About this task -> Whichever lines of the material contain "connection", copy each of them.

Information shown ->
------------------------
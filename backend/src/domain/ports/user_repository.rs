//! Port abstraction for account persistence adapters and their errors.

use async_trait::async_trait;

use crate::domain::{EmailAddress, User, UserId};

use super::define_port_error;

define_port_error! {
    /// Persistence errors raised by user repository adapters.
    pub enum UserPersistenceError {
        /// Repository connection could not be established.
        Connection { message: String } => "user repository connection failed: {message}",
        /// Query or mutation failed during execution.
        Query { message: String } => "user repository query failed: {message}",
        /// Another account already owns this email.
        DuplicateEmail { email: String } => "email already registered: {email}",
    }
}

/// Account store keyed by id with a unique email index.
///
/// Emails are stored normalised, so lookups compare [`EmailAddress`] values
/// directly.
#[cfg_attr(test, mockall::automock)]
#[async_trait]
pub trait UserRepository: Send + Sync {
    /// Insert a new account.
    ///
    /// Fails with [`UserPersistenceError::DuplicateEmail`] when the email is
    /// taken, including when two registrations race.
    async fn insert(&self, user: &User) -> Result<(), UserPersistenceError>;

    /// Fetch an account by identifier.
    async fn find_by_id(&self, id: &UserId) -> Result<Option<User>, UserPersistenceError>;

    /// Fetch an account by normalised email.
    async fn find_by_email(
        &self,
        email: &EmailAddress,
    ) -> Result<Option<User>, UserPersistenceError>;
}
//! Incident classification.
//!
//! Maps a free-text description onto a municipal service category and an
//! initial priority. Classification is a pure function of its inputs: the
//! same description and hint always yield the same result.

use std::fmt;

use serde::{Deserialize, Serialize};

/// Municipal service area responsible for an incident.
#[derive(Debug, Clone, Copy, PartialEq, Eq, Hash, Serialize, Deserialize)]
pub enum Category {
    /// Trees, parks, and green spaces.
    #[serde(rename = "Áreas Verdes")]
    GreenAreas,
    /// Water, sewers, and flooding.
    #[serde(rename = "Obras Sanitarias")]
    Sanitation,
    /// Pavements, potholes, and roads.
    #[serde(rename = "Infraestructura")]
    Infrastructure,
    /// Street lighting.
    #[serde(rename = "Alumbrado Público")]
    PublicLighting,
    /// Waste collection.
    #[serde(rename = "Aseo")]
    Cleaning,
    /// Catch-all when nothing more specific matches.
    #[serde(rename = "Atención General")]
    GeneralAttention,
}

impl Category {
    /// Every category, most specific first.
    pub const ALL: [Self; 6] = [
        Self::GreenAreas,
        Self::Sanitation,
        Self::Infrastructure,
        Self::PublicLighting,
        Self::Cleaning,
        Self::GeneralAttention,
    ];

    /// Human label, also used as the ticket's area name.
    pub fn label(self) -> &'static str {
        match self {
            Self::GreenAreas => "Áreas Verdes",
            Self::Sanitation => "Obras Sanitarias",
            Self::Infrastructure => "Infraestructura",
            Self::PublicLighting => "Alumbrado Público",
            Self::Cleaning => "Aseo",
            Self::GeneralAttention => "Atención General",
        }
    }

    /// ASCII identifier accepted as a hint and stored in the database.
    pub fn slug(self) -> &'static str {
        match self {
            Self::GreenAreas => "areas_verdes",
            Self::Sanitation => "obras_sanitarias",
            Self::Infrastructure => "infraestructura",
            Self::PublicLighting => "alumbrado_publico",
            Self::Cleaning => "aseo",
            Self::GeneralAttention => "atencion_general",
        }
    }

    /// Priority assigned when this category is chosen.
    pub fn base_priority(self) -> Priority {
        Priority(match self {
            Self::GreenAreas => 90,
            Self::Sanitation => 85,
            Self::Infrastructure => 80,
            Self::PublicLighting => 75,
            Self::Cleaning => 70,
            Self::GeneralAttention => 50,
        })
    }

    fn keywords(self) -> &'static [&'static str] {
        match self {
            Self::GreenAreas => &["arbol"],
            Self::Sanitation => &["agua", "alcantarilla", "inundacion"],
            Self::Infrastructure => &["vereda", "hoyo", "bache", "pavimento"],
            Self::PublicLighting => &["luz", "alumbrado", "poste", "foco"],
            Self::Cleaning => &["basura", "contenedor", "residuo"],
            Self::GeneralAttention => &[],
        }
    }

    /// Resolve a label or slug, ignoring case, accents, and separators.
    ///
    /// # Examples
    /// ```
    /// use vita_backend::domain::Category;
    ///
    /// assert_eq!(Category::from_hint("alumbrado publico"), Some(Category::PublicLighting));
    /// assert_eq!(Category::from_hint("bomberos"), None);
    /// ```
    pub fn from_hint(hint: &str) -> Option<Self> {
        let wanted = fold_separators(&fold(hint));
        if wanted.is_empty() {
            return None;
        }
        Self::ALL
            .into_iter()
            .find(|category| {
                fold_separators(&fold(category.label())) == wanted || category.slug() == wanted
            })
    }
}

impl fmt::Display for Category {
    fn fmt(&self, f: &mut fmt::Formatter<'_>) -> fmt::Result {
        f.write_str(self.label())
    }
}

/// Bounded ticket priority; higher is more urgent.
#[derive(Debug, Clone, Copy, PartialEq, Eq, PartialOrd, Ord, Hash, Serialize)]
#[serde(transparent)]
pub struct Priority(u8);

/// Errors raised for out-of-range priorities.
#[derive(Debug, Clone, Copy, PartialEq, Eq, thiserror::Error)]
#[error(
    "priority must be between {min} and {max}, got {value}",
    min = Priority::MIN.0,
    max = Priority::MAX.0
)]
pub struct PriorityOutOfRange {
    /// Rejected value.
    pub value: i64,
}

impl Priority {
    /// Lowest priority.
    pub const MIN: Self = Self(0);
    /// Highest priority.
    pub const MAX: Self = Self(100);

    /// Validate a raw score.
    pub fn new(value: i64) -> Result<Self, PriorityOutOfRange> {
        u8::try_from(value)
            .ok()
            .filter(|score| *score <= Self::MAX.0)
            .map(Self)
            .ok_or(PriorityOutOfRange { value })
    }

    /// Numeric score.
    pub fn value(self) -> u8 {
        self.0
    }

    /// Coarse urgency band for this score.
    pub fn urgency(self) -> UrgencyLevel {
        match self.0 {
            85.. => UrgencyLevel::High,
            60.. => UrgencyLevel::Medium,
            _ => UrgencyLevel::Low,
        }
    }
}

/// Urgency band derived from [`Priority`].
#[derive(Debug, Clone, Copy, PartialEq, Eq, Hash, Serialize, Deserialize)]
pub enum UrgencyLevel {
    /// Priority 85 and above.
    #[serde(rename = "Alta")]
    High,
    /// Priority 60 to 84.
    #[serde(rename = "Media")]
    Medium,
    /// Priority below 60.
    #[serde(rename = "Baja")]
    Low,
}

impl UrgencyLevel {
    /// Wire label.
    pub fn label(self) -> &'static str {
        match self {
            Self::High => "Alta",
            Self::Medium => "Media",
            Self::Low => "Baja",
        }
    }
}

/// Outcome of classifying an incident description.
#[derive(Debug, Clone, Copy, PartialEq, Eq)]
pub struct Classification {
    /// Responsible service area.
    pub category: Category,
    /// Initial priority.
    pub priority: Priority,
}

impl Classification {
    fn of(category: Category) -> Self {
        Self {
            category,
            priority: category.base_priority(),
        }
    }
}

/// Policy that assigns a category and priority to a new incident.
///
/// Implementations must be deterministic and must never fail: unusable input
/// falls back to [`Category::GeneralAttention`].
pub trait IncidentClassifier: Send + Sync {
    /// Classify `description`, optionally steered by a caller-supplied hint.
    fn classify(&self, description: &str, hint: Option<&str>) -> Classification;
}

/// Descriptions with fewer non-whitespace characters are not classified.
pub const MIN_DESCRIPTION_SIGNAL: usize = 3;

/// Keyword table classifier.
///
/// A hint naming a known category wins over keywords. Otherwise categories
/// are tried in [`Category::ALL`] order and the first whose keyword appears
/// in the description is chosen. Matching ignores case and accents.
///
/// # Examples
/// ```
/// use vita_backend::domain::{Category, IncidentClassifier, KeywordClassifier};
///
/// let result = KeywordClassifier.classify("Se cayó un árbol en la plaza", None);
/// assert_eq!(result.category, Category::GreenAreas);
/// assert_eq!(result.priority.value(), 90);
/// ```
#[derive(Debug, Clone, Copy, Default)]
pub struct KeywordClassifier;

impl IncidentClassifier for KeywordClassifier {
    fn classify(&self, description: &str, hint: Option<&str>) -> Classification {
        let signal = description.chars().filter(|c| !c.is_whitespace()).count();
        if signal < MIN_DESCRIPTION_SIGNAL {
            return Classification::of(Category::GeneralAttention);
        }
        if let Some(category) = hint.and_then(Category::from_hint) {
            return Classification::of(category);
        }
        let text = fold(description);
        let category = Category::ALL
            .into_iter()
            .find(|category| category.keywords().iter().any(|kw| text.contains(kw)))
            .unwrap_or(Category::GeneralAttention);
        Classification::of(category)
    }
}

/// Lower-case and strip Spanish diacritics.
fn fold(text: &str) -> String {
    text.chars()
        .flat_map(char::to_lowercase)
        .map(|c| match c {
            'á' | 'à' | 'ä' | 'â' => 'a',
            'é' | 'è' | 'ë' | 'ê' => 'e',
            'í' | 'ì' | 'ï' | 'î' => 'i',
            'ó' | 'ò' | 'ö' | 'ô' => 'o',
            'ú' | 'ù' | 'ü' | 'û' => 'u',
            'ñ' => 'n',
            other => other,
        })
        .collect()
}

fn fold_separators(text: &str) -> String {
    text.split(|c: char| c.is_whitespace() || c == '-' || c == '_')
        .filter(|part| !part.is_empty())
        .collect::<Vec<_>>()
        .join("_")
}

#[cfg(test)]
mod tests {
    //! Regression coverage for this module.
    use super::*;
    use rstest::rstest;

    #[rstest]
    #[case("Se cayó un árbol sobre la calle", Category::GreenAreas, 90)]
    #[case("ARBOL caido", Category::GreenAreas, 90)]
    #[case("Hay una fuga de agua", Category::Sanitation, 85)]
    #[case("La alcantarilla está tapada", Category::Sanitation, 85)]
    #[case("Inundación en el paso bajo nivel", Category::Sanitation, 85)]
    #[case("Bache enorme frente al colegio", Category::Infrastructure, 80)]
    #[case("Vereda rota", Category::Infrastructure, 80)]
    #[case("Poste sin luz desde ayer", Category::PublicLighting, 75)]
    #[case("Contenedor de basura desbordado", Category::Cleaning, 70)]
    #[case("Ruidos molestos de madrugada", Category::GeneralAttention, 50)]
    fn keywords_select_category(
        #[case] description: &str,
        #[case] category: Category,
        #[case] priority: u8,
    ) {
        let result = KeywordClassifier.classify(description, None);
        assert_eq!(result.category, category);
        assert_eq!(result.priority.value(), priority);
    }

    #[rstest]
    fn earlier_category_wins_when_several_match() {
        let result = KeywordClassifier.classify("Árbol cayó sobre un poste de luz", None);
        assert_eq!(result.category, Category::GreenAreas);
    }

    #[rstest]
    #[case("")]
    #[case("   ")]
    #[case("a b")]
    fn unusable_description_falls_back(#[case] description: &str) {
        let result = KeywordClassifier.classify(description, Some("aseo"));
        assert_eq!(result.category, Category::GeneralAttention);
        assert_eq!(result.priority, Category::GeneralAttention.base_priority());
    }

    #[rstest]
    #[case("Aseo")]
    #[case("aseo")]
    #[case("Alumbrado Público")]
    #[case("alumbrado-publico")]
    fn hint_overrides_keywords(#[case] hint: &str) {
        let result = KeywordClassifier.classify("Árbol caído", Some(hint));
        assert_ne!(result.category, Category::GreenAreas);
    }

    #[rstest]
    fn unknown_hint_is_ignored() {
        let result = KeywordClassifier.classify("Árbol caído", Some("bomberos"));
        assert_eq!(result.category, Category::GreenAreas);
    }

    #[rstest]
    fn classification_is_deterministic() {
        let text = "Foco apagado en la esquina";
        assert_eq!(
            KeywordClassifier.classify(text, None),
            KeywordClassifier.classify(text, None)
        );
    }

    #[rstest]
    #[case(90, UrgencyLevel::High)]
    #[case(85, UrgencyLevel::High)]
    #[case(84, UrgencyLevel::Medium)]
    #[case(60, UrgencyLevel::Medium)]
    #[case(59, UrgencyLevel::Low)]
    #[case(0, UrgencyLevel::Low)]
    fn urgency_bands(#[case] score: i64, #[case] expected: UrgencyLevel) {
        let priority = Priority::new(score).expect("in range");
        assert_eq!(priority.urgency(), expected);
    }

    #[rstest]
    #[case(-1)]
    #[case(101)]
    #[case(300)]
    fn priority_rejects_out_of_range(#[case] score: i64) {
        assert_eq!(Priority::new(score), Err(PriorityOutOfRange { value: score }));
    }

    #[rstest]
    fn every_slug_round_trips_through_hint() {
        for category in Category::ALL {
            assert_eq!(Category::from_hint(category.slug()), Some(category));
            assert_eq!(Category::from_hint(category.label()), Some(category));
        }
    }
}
------------------------
Output below ->
        /// Repository connection could not be established.
        Connection { message: String } => "user repository connection failed: {message}",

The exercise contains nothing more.